In Detroit, which filed the largest-ever U.S. municipal bankruptcy a year ago, tax dollars will help finance a new $450 million hockey stadium for the Red Wings. The city council in February voted to sell 39 parcels near downtown to Mike Ilitch, the billionaire owner, for $1.
In Jacksonville, Florida, which Moody’s Investor’s Service downgraded last month citing soaring pension costs, taxpayers helped finance the world’s largest video screens at EverBank Field. The $26.5 million emplacements, longer than the actual field used by the National Football League’s Jacksonville Jaguars, will debut July 26.
Memphis, which has underfunded its city-run pension plan since 2009, sold bonds this year to purchase a minor league baseball stadium.
Stadium obligations increasingly encroach on general spending, forcing cuts to social services, said Victor Matheson, a professor and sports economist with the College of the Holy Cross, in Worcester, Massachusetts.
“You can’t stop your debt payments without actually declaring bankruptcy,” he said. “But you can cut the number of police officers and teachers and librarians and firefighters.”

Tourist Dollars

In Miami, while the hotel taxes that fund stadium subsidies are at record highs, real-estate values haven’t fully rebounded from the housing downturn. Sagging property-tax revenue and increasing employee costs have torn a hole in the county’s general budget for 2014-2015.
Gimenez, 60, won office in 2011 after former mayor Carlos Alvarez, who supported subsidies for a new Miami Marlins baseball stadium, lost a recall election.
Gimenez, who used his opposition to the Marlins measure as a centerpiece of his campaign, has since become the county’s chief negotiator of stadium contracts. In addition to approving subsidies for the Heat and the Dolphins, Gimenez has met with former Manchester United star David Beckham, who plans to build a Major League Soccer arena in Miami.

Book Backers

The deals have enraged the mayor’s critics as he’s tried to balance next year’s budget.
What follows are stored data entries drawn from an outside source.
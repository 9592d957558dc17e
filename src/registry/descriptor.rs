use crate::schema::Schema;
use http::Method;
use serde::Serialize;
use std::collections::BTreeMap;
use std::fmt;

/// Where a request input lives.
///
/// The validation pipeline visits locations in the order they are declared
/// here: path errors surface before query errors, and body errors last.
#[derive(Debug, Clone, Copy, PartialEq, Eq, Serialize)]
#[serde(rename_all = "lowercase")]
pub enum Location {
    Path,
    Query,
    Header,
    Body,
}

impl Location {
    /// All locations in validation order.
    pub const ORDER: [Location; 4] = [
        Location::Path,
        Location::Query,
        Location::Header,
        Location::Body,
    ];

    #[must_use]
    pub fn as_str(&self) -> &'static str {
        match self {
            Location::Path => "path",
            Location::Query => "query",
            Location::Header => "header",
            Location::Body => "body",
        }
    }
}

impl fmt::Display for Location {
    fn fmt(&self, f: &mut fmt::Formatter<'_>) -> fmt::Result {
        f.write_str(self.as_str())
    }
}

/// Named schema bindings for each input location.
///
/// A location with no binding is skipped by the validation pipeline, not
/// treated as validated-empty.
#[derive(Debug, Clone, Default)]
pub struct InputBindings {
    pub path: Option<Schema>,
    pub query: Option<Schema>,
    pub header: Option<Schema>,
    pub body: Option<Schema>,
}

impl InputBindings {
    #[must_use]
    pub fn get(&self, location: Location) -> Option<&Schema> {
        match location {
            Location::Path => self.path.as_ref(),
            Location::Query => self.query.as_ref(),
            Location::Header => self.header.as_ref(),
            Location::Body => self.body.as_ref(),
        }
    }
}

/// Output schema plus description for one declared status code.
#[derive(Debug, Clone)]
pub struct ResponseSpec {
    pub schema: Schema,
    pub description: String,
}

/// Immutable record describing one endpoint.
///
/// Built once with the fluent constructors, then handed to
/// [`RegistryBuilder::register`](crate::registry::RegistryBuilder::register).
/// Construction has no side effects; nothing is routable until the
/// descriptor is registered.
#[derive(Debug, Clone)]
pub struct RouteDescriptor {
    pub method: Method,
    /// Path template with `{name}` placeholders, e.g. `/users/{id}`.
    pub path: String,
    /// Name the dispatcher resolves to a handler function.
    pub handler_name: String,
    pub inputs: InputBindings,
    /// Declared outputs by status code, ascending.
    pub outputs: BTreeMap<u16, ResponseSpec>,
}

impl RouteDescriptor {
    #[must_use]
    pub fn new(method: Method, path: &str, handler_name: &str) -> Self {
        Self {
            method,
            path: path.to_string(),
            handler_name: handler_name.to_string(),
            inputs: InputBindings::default(),
            outputs: BTreeMap::new(),
        }
    }

    /// Bind a schema to the path-parameter location.
    #[must_use]
    pub fn path_schema(mut self, schema: Schema) -> Self {
        self.inputs.path = Some(schema);
        self
    }

    /// Bind a schema to the query location.
    #[must_use]
    pub fn query_schema(mut self, schema: Schema) -> Self {
        self.inputs.query = Some(schema);
        self
    }

    /// Bind a schema to the header location.
    #[must_use]
    pub fn header_schema(mut self, schema: Schema) -> Self {
        self.inputs.header = Some(schema);
        self
    }

    /// Bind a schema to the request body.
    #[must_use]
    pub fn body_schema(mut self, schema: Schema) -> Self {
        self.inputs.body = Some(schema);
        self
    }

    /// Declare an output schema for a status code.
    #[must_use]
    pub fn response(mut self, status: u16, schema: Schema, description: &str) -> Self {
        self.outputs.insert(
            status,
            ResponseSpec {
                schema,
                description: description.to_string(),
            },
        );
        self
    }

    /// Every schema the descriptor binds, inputs then outputs.
    pub(crate) fn schemas(&self) -> impl Iterator<Item = &Schema> {
        Location::ORDER
            .iter()
            .filter_map(|location| self.inputs.get(*location))
            .chain(self.outputs.values().map(|spec| &spec.schema))
    }

    /// Placeholder names in template order.
    pub(crate) fn placeholders(&self) -> Vec<&str> {
        self.path
            .split('/')
            .filter_map(|seg| {
                seg.strip_prefix('{')
                    .and_then(|rest| rest.strip_suffix('}'))
            })
            .collect()
    }
}

/// Registration-time contract violation.
///
/// Fatal to startup; a registry is never built from a descriptor that
/// violates its invariants.
#[derive(Debug, Clone, PartialEq, Eq)]
pub enum DescriptorError {
    /// A descriptor with the same `(method, path)` is already registered.
    DuplicateRoute { method: Method, path: String },
    /// A `{name}` placeholder has no matching property in the path schema.
    UnboundPlaceholder { path: String, name: String },
    /// The descriptor declares no outputs.
    NoOutputs { method: Method, path: String },
    /// A named schema differs from the schema already registered under the
    /// same component name.
    ComponentConflict { name: String },
}

impl fmt::Display for DescriptorError {
    fn fmt(&self, f: &mut fmt::Formatter<'_>) -> fmt::Result {
        match self {
            DescriptorError::DuplicateRoute { method, path } => {
                write!(f, "duplicate route registration: {method} {path}")
            }
            DescriptorError::UnboundPlaceholder { path, name } => {
                write!(
                    f,
                    "path template '{path}' declares placeholder '{{{name}}}' \
                     with no matching property in the path schema"
                )
            }
            DescriptorError::NoOutputs { method, path } => {
                write!(f, "route {method} {path} declares no outputs")
            }
            DescriptorError::ComponentConflict { name } => {
                write!(
                    f,
                    "component name '{name}' is already bound to a different schema"
                )
            }
        }
    }
}

impl std::error::Error for DescriptorError {}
Gimenez, a Republican in a nonpartisan post, said he’s “vehemently against” raising taxes.
“We can subsidize the Heat and the Dolphins, but what about the children?” said Deltravis Williams, a U.S. Navy veteran from South Miami who spoke against cuts during a July 15 budget hearing.
Behind him, dozens of people wore blue T-shirts emblazoned with “Save Our Libraries.”
John Quick, who helped organize a read-a-thon at County Hall, said library funding and services have shrunk by half since 2009. That left poor children without a place to study and elderly residents without the Internet, he said.
Gimenez said most cuts and firings could be averted if public-employee unions agree to concessions during collective bargaining in the coming months.
“The budget in front of you is the worst-case scenario,” Gimenez told county commissioners at the hearing. “That is not the budget that I’ll be fighting for.”

Ego Boost

The attention to the stadiums could make it difficult for Gimenez to extract concessions from public employees, who see the subsidies as evidence of unfair treatment.
“He takes pride in personally negotiating these deals,” John Rivera, head of the county’s police union, said of Gimenez. “He doesn’t have the same interest in giving to working people what he’s willing to give to billionaires.”
The stadium contracts shouldn’t be a part of the budget conversation, said Mike Hernandez, the mayor’s spokesman.
“These stadium deals are separate and apart from the funds that we actually fund our major operations with,”he said.
Hernandez also defended the Heat and Dolphins contracts as more favorable to taxpayers than the Marlins agreement.
Including interest, debt service for the Marlins stadium will total $2.4 billion through 2049.
The Heat deal will cost the county $19 million through 2035, and the team is required to renovate AmericanAirlines Arena.
In the Dolphins deal, Ross agreed to upgrade Sun Life stadium without upfront money from the county. Ross would receive county funds only if the stadium attracted a Super Bowl or other high-profile sports event.
Gimenez has ruled out using county tax dollars for Beckham’s soccer stadium.